**WORK INSTRUCTIONS**: The output should be identical to the entries that follow.

**AVAILABLE DATA**:
※ ※ ※

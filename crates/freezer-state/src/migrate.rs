//! Explicit, versioned schema migrations.
//!
//! `migrate` runs once at startup, before the engine is built. It walks the
//! stored `schema_version` forward one step at a time; each step rewrites the
//! affected records and bumps the version inside the same atomic commit.
//!
//! Version history:
//!   1: participants without an accrual checkpoint; ledger state without
//!       `total_reward_mask`. Accrual ran from `start_time`.
//!   2: `Participant::last_accrual`, `LedgerState::total_reward_mask`.
//!       Each referrer's history stored as one `Vec<ReferralRecord>`.
//!   3: current layout. One `referral_history` key per record
//!       (referrer id ++ sequence number).

use freezer_core::constants::CURRENT_SCHEMA_VERSION;
use freezer_core::error::FreezerError;
use freezer_core::participant::{LedgerState, Participant, ReferralRecord};
use freezer_core::types::{AccountId, Balance, Level, Timestamp};
use serde::{Deserialize, Serialize};
use tracing::info;

use crate::db::{Changeset, FreezerDb};

/// Participant layout written by schema version 1.
#[derive(Clone, Debug, Serialize, Deserialize)]
pub struct ParticipantV1 {
    pub deposited: Balance,
    pub start_time: Timestamp,
    pub reward_mask: Balance,
    pub level: Level,
}

/// Ledger state layout written by schema version 1.
#[derive(Clone, Debug, Serialize, Deserialize)]
pub struct LedgerStateV1 {
    pub owner: AccountId,
    pub total_locked: Balance,
    pub active: bool,
}

/// Bring the database up to `CURRENT_SCHEMA_VERSION`. Returns the version
/// the database is at afterwards.
pub fn migrate(db: &FreezerDb) -> Result<u32, FreezerError> {
    let mut version = match db.schema_version()? {
        Some(v) => v,
        // Unversioned data predates version tracking; an empty DB is simply new.
        None if db.is_fresh()? => {
            db.commit(&Changeset {
                schema_version: Some(CURRENT_SCHEMA_VERSION),
                ..Default::default()
            })?;
            info!(version = CURRENT_SCHEMA_VERSION, "fresh database stamped with schema version");
            return Ok(CURRENT_SCHEMA_VERSION);
        }
        None => 1,
    };

    if version > CURRENT_SCHEMA_VERSION {
        return Err(FreezerError::UnsupportedSchemaVersion {
            found: version,
            supported: CURRENT_SCHEMA_VERSION,
        });
    }

    while version < CURRENT_SCHEMA_VERSION {
        match version {
            1 => migrate_v1_to_v2(db)?,
            2 => migrate_v2_to_v3(db)?,
            other => {
                return Err(FreezerError::UnsupportedSchemaVersion {
                    found: other,
                    supported: CURRENT_SCHEMA_VERSION,
                })
            }
        }
        version += 1;
        info!(version, "schema migrated");
    }
    Ok(version)
}

fn migrate_v1_to_v2(db: &FreezerDb) -> Result<(), FreezerError> {
    let mut changes = Changeset {
        schema_version: Some(2),
        ..Default::default()
    };

    let mut total_locked: Balance = 0;
    let mut total_reward_mask: Balance = 0;
    for (id, bytes) in db.iter_raw_participants()? {
        let old: ParticipantV1 = bincode::deserialize(&bytes)
            .map_err(|e| FreezerError::Serialization(e.to_string()))?;
        total_locked = total_locked
            .checked_add(old.deposited)
            .ok_or(FreezerError::ArithmeticOverflow)?;
        total_reward_mask = total_reward_mask
            .checked_add(old.reward_mask)
            .ok_or(FreezerError::ArithmeticOverflow)?;
        changes.participants.push((
            id,
            Participant {
                deposited: old.deposited,
                start_time: old.start_time,
                reward_mask: old.reward_mask,
                level: old.level,
                last_accrual: old.start_time,
            },
        ));
    }

    if let Some(bytes) = db.get_meta("ledger_state")? {
        let old: LedgerStateV1 = bincode::deserialize(&bytes)
            .map_err(|e| FreezerError::Serialization(e.to_string()))?;
        changes.ledger_state = Some(LedgerState {
            owner: old.owner,
            total_locked,
            total_reward_mask,
            active: old.active,
        });
    }

    info!(
        participants = changes.participants.len(),
        total_locked,
        total_reward_mask,
        "migrating schema v1 → v2"
    );
    db.commit(&changes)
}

fn migrate_v2_to_v3(db: &FreezerDb) -> Result<(), FreezerError> {
    let mut removed = Vec::new();
    let mut records = Vec::new();
    for (key, bytes) in db.iter_raw_referral_history()? {
        let Some(referrer) = AccountId::from_slice(&key) else {
            continue;
        };
        let history: Vec<ReferralRecord> = bincode::deserialize(&bytes)
            .map_err(|e| FreezerError::Serialization(e.to_string()))?;
        for (seq, record) in (0u64..).zip(history) {
            records.push((referrer, seq, record));
        }
        removed.push(key);
    }

    info!(
        referrers = removed.len(),
        records = records.len(),
        "migrating schema v2 → v3"
    );
    db.rewrite_referral_history(&removed, &records, 3)
}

※ ※ ※

**RESULT**:
filename crates/freezer-state/src/migrate.rs
//! Explicit, versioned schema migrations.
//!
//! `migrate` runs once at startup, before the engine is built. It walks the
//! stored `schema_version` forward one step at a time; each step rewrites the
//! affected records and bumps the version inside the same atomic commit.
//!
//! Version history:
//!   1: participants without an accrual checkpoint; ledger state without
//!       `total_reward_mask`. Accrual ran from `start_time`.
//!   2: `Participant::last_accrual`, `LedgerState::total_reward_mask`.
//!       Each referrer's history stored as one `Vec<ReferralRecord>`.
//!   3: current layout. One `referral_history` key per record
//!       (referrer id ++ sequence number).

use freezer_core::constants::CURRENT_SCHEMA_VERSION;
use freezer_core::error::FreezerError;
use freezer_core::participant::{LedgerState, Participant, ReferralRecord};
use freezer_core::types::{AccountId, Balance, Level, Timestamp};
use serde::{Deserialize, Serialize};
use tracing::info;

use crate::db::{Changeset, FreezerDb};

/// Participant layout written by schema version 1.
#[derive(Clone, Debug, Serialize, Deserialize)]
pub struct ParticipantV1 {
    pub deposited: Balance,
    pub start_time: Timestamp,
    pub reward_mask: Balance,
    pub level: Level,
}

/// Ledger state layout written by schema version 1.
#[derive(Clone, Debug, Serialize, Deserialize)]
pub struct LedgerStateV1 {
    pub owner: AccountId,
    pub total_locked: Balance,
    pub active: bool,
}

/// Bring the database up to `CURRENT_SCHEMA_VERSION`. Returns the version
/// the database is at afterwards.
pub fn migrate(db: &FreezerDb) -> Result<u32, FreezerError> {
    let mut version = match db.schema_version()? {
        Some(v) => v,
        // Unversioned data predates version tracking; an empty DB is simply new.
        None if db.is_fresh()? => {
            db.commit(&Changeset {
                schema_version: Some(CURRENT_SCHEMA_VERSION),
                ..Default::default()
            })?;
            info!(version = CURRENT_SCHEMA_VERSION, "fresh database stamped with schema version");
            return Ok(CURRENT_SCHEMA_VERSION);
        }
        None => 1,
    };

    if version > CURRENT_SCHEMA_VERSION {
        return Err(FreezerError::UnsupportedSchemaVersion {
            found: version,
            supported: CURRENT_SCHEMA_VERSION,
        });
    }

    while version < CURRENT_SCHEMA_VERSION {
        match version {
            1 => migrate_v1_to_v2(db)?,
            2 => migrate_v2_to_v3(db)?,
            other => {
                return Err(FreezerError::UnsupportedSchemaVersion {
                    found: other,
                    supported: CURRENT_SCHEMA_VERSION,
                })
            }
        }
        version += 1;
        info!(version, "schema migrated");
    }
    Ok(version)
}

fn migrate_v1_to_v2(db: &FreezerDb) -> Result<(), FreezerError> {
    let mut changes = Changeset {
        schema_version: Some(2),
        ..Default::default()
    };

    let mut total_locked: Balance = 0;
    let mut total_reward_mask: Balance = 0;
    for (id, bytes) in db.iter_raw_participants()? {
        let old: ParticipantV1 = bincode::deserialize(&bytes)
            .map_err(|e| FreezerError::Serialization(e.to_string()))?;
        total_locked = total_locked
            .checked_add(old.deposited)
            .ok_or(FreezerError::ArithmeticOverflow)?;
        total_reward_mask = total_reward_mask
            .checked_add(old.reward_mask)
            .ok_or(FreezerError::ArithmeticOverflow)?;
        changes.participants.push((
            id,
            Participant {
                deposited: old.deposited,
                start_time: old.start_time,
                reward_mask: old.reward_mask,
                level: old.level,
                last_accrual: old.start_time,
            },
        ));
    }

    if let Some(bytes) = db.get_meta("ledger_state")? {
        let old: LedgerStateV1 = bincode::deserialize(&bytes)
            .map_err(|e| FreezerError::Serialization(e.to_string()))?;
        changes.ledger_state = Some(LedgerState {
            owner: old.owner,
            total_locked,
            total_reward_mask,
            active: old.active,
        });
    }

    info!(
        participants = changes.participants.len(),
        total_locked,
        total_reward_mask,
        "migrating schema v1 → v2"
    );
    db.commit(&changes)
}

fn migrate_v2_to_v3(db: &FreezerDb) -> Result<(), FreezerError> {
    let mut removed = Vec::new();
    let mut records = Vec::new();
    for (key, bytes) in db.iter_raw_referral_history()? {
        let Some(referrer) = AccountId::from_slice(&key) else {
            continue;
        };
        let history: Vec<ReferralRecord> = bincode::deserialize(&bytes)
            .map_err(|e| FreezerError::Serialization(e.to_string()))?;
        for (seq, record) in (0u64..).zip(history) {
            records.push((referrer, seq, record));
        }
        removed.push(key);
    }

    info!(
        referrers = removed.len(),
        records = records.len(),
        "migrating schema v2 → v3"
    );
    db.rewrite_referral_history(&removed, &records, 3)
}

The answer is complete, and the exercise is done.